Yes. All the centers that supply blood for transfusions—whether they’re part of the American Red Cross or not—sell their products to cover operating expenses. Local hospitals work out contracts with regional suppliers or their local Red Cross facility. In general, they’ll work with a single vendor, but they may shop around a bit to find the best prices. Regional suppliers provide about half the nation’s blood supply, and the Red Cross kicks in 45 percent. Hospitals generate the remaining 5 percent through their own blood drives.

All blood suppliers are nonprofits, and the prices they charge follow the cost of production. Personnel costs make up half the price hospitals pay “at the pump”—labor can be very expensive, since staffers must be brought on to recruit donors, collect their blood, and then process it and test it for contamination. The cost of the testing procedures themselves contributes about 25 percent to the final price of blood. Most of the rest goes to administrative overhead—rent payments for buildings that house the blood centers, for example. (Most blood banks also mark up a few percent extra so they can keep a little cash on hand.)

The exact price of a unit of blood varies from place to place. As a rule, coastal blood is more expensive than the stuff in the heartland. (California has the biggest tags.) That’s because the higher cost of living translates into higher labor costs, which get passed on to the hospitals. It’s also more expensive to rent office space and secure advertising time in large urban areas.

Blood centers in Middle America can harvest a lot more blood than they need since it’s so much cheaper for them to run their operations. (The centers in Iowa, for example, are able to collect from 12 percent of the population, compared to a national average of 3 percent.) That means they can ship off their surplus at premium rates to blood-starved cities like Los Angeles and New York City. The extra money they get from these sales further subsidizes the local prices. This effect can be dramatic: The same unit of red blood cells might cost $220 in Los Angeles but only $150 in Des Moines.

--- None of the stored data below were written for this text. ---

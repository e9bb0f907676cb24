//! Language Proximity Explorer Main Application
//! Main window with control panel and the five analysis tabs.

use crate::config::AppConfig;
use crate::data::{DataLoader, DataProcessor, DataSet, LoadReport, Mode};
use crate::gui::community_tab::CommunityTab;
use crate::gui::control_panel::{ControlPanel, ControlPanelAction, UserSettings};
use crate::gui::matrix_tab::MatrixTab;
use crate::gui::network_tab::NetworkTab;
use crate::gui::topic_outlier_tab::TopicOutlierTab;
use crate::gui::word_outlier_tab::WordOutlierTab;
use egui::{RichText, SidePanel};
use std::path::PathBuf;
use std::sync::mpsc::{channel, Receiver};
use std::thread;
use tracing::info;

/// Data loading result from background thread
enum LoadResult {
    Progress(String),
    Complete {
        dataset: DataSet,
        report: LoadReport,
    },
}

#[derive(Debug, Clone, Copy, PartialEq, Eq)]
enum Tab {
    Network,
    Matrix,
    TopicOutliers,
    WordOutliers,
    Communities,
}

impl Tab {
    const ALL: [Tab; 5] = [
        Tab::Network,
        Tab::Matrix,
        Tab::TopicOutliers,
        Tab::WordOutliers,
        Tab::Communities,
    ];

    fn title(self) -> &'static str {
        match self {
            Tab::Network => " 1. Network Graph ",
            Tab::Matrix => " 2. Similarity Matrix ",
            Tab::TopicOutliers => " 3. Topic Outliers ",
            Tab::WordOutliers => " 4. Word Outliers ",
            Tab::Communities => " 5. Communities & Clusters ",
        }
    }
}

/// Text of the warning shown when a load finds no global proximity data.
pub fn empty_data_warning(mode: Mode, data_dir: &std::path::Path) -> String {
    format!(
        "CRITICAL WARNING: No data loaded.\n\n\
         Ensure the '{}' folder exists\n\
         and filenames match pattern: *_lexical.csv / *_phonetic.csv\n\
         (current mode: {})",
        data_dir.display(),
        mode
    )
}

/// Main application window.
pub struct ExplorerApp {
    control_panel: ControlPanel,
    dataset: DataSet,
    active_tab: Tab,

    network: NetworkTab,
    matrix: MatrixTab,
    topic_outliers: TopicOutlierTab,
    word_outliers: WordOutlierTab,
    communities: CommunityTab,

    // Async data loading
    load_rx: Option<Receiver<LoadResult>>,
    is_loading: bool,

    warning: Option<String>,
}

impl ExplorerApp {
    pub fn new(cc: &eframe::CreationContext<'_>, config: &AppConfig) -> Self {
        let mut settings: UserSettings = cc
            .storage
            .and_then(|storage| eframe::get_value(storage, eframe::APP_KEY))
            .unwrap_or_default();
        config.apply(&mut settings);

        let mut app = Self {
            control_panel: ControlPanel::new(settings),
            dataset: DataSet::default(),
            active_tab: Tab::Network,
            network: NetworkTab::new(),
            matrix: MatrixTab::default(),
            topic_outliers: TopicOutlierTab::new(),
            word_outliers: WordOutlierTab::new(),
            communities: CommunityTab::new(),
            load_rx: None,
            is_loading: false,
            warning: None,
        };
        app.start_load();
        app
    }

    /// Reload every file for the current mode and folder in a background
    /// thread. A load already in flight is superseded: its receiver is
    /// dropped and its result discarded.
    fn start_load(&mut self) {
        let settings = &self.control_panel.settings;
        let loader = DataLoader::new(settings.data_dir.clone());
        let mode = settings.mode;

        let (tx, rx) = channel();
        self.load_rx = Some(rx);
        self.is_loading = true;
        self.control_panel.is_loading = true;
        self.control_panel
            .set_status(format!("Loading {} data...", mode));

        thread::spawn(move || {
            let _ = tx.send(LoadResult::Progress(format!(
                "Reading {} files...",
                mode
            )));
            let (dataset, report) = loader.load(mode);
            let _ = tx.send(LoadResult::Complete { dataset, report });
        });
    }

    /// Check for data loading results
    fn check_load_results(&mut self) {
        let rx = self.load_rx.take();
        if let Some(rx) = rx {
            let mut should_keep_receiver = true;

            while let Ok(result) = rx.try_recv() {
                match result {
                    LoadResult::Progress(status) => {
                        self.control_panel.set_status(status);
                    }
                    LoadResult::Complete { dataset, report } => {
                        self.finish_load(dataset, &report);
                        should_keep_receiver = false;
                    }
                }
            }

            if should_keep_receiver {
                self.load_rx = Some(rx);
            } else {
                self.is_loading = false;
                self.control_panel.is_loading = false;
            }
        }
    }

    fn finish_load(&mut self, dataset: DataSet, report: &LoadReport) {
        let mut status = report.summary();
        let failed = report.failures().count();
        if failed > 0 {
            status.push_str(&format!(", {failed} failed"));
        }
        self.control_panel.set_status(status);

        if dataset.is_empty() {
            self.warning = Some(empty_data_warning(dataset.mode(), &report.data_dir));
        } else {
            self.warning = None;
        }

        self.control_panel
            .update_topics(DataProcessor::topic_choices(&dataset));
        self.dataset = dataset;
        self.refresh_views();
    }

    /// Recompute every tab's derived view after a selection change.
    fn refresh_views(&mut self) {
        let settings = &self.control_panel.settings;
        self.network.refresh(&self.dataset, settings);
        self.matrix.refresh(&self.dataset, settings);
        self.topic_outliers.refresh(&self.dataset, settings);
        self.word_outliers.refresh(&self.dataset, settings);
        self.communities.refresh(&self.dataset, settings);
    }

    fn handle_pick_folder(&mut self) {
        let current: PathBuf = self.control_panel.settings.data_dir.clone();
        if let Some(path) = rfd::FileDialog::new()
            .set_title("Select data folder")
            .set_directory(&current)
            .pick_folder()
        {
            self.control_panel.settings.data_dir = path;
            self.start_load();
        }
    }

    fn handle_action(&mut self, action: ControlPanelAction) {
        match action {
            ControlPanelAction::PickDataFolder => self.handle_pick_folder(),
            ControlPanelAction::Reload => self.start_load(),
            ControlPanelAction::ModeChanged => {
                info!(mode = %self.control_panel.settings.mode, "switching mode");
                self.start_load();
            }
            ControlPanelAction::ScopeChanged => self.refresh_views(),
            ControlPanelAction::ThresholdChanged => {
                self.network
                    .refresh(&self.dataset, &self.control_panel.settings);
            }
            ControlPanelAction::None => {}
        }
    }

    fn show_warning(&mut self, ctx: &egui::Context) {
        let Some(text) = &self.warning else {
            return;
        };
        let mut close = false;
        egui::Window::new("Data Load Error")
            .collapsible(false)
            .resizable(false)
            .anchor(egui::Align2::CENTER_CENTER, [0.0, 0.0])
            .show(ctx, |ui| {
                ui.label(RichText::new(text).color(egui::Color32::from_rgb(231, 76, 60)));
                ui.add_space(8.0);
                ui.vertical_centered(|ui| {
                    if ui.button("OK").clicked() {
                        close = true;
                    }
                });
            });
        if close {
            self.warning = None;
        }
    }
}

impl eframe::App for ExplorerApp {
    fn update(&mut self, ctx: &egui::Context, _frame: &mut eframe::Frame) {
        self.check_load_results();

        if self.is_loading {
            ctx.request_repaint();
        }

        SidePanel::left("control_panel")
            .min_width(300.0)
            .max_width(350.0)
            .show(ctx, |ui| {
                egui::ScrollArea::vertical().show(ui, |ui| {
                    let action = self.control_panel.show(ui);
                    self.handle_action(action);
                });
            });

        egui::TopBottomPanel::top("tab_bar").show(ctx, |ui| {
            ui.horizontal(|ui| {
                for tab in Tab::ALL {
                    ui.selectable_value(
                        &mut self.active_tab,
                        tab,
                        RichText::new(tab.title()).size(14.0).strong(),
                    );
                }
            });
        });

        egui::CentralPanel::default().show(ctx, |ui| {
            let settings = &self.control_panel.settings;
            match self.active_tab {
                Tab::Network => self.network.show(ui),
                Tab::Matrix => self.matrix.show(ui),
                Tab::TopicOutliers => self.topic_outliers.show(ui, &self.dataset, settings),
                Tab::WordOutliers => self.word_outliers.show(ui, &self.dataset, settings),
                Tab::Communities => {
                    if let Some(scope) = self.communities.show(ui) {
                        if self.control_panel.topics.iter().any(|t| t == scope.label()) {
                            self.control_panel.settings.scope = scope;
                            self.refresh_views();
                        }
                    }
                }
            }
        });

        self.show_warning(ctx);
    }

    fn save(&mut self, storage: &mut dyn eframe::Storage) {
        eframe::set_value(storage, eframe::APP_KEY, &self.control_panel.settings);
    }
}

The system of blood distribution hasn’t always relied on volunteer donors. Until the 1970s, a major portion of the nation’s blood supply came from paid donors. But a government study found that volunteered blood was much less prone to hepatitis contamination. From then on, blood banks had to label their packages “paid” or “volunteer,” which had the effect of eliminating paid-donor blood from the national supply. (Pharmaceutical companies still purchase blood plasma from for-profit firms that hire paid donors. The nonprofits also sell off surplus plasma to the drug companies at market rate.)

Bonus Explainer: Will the Red Cross fine push up the cost of blood? No. The $4.2 million doesn’t amount to very much in terms of the organization’s operating budget, which amounts to several billion dollars for its blood service alone. Safety requirements from the FDA constitute the single biggest factor affecting blood prices over the longterm. If the government asks centers to test for, say, West Nile virus, the added cost of those tests pushes prices up across the board.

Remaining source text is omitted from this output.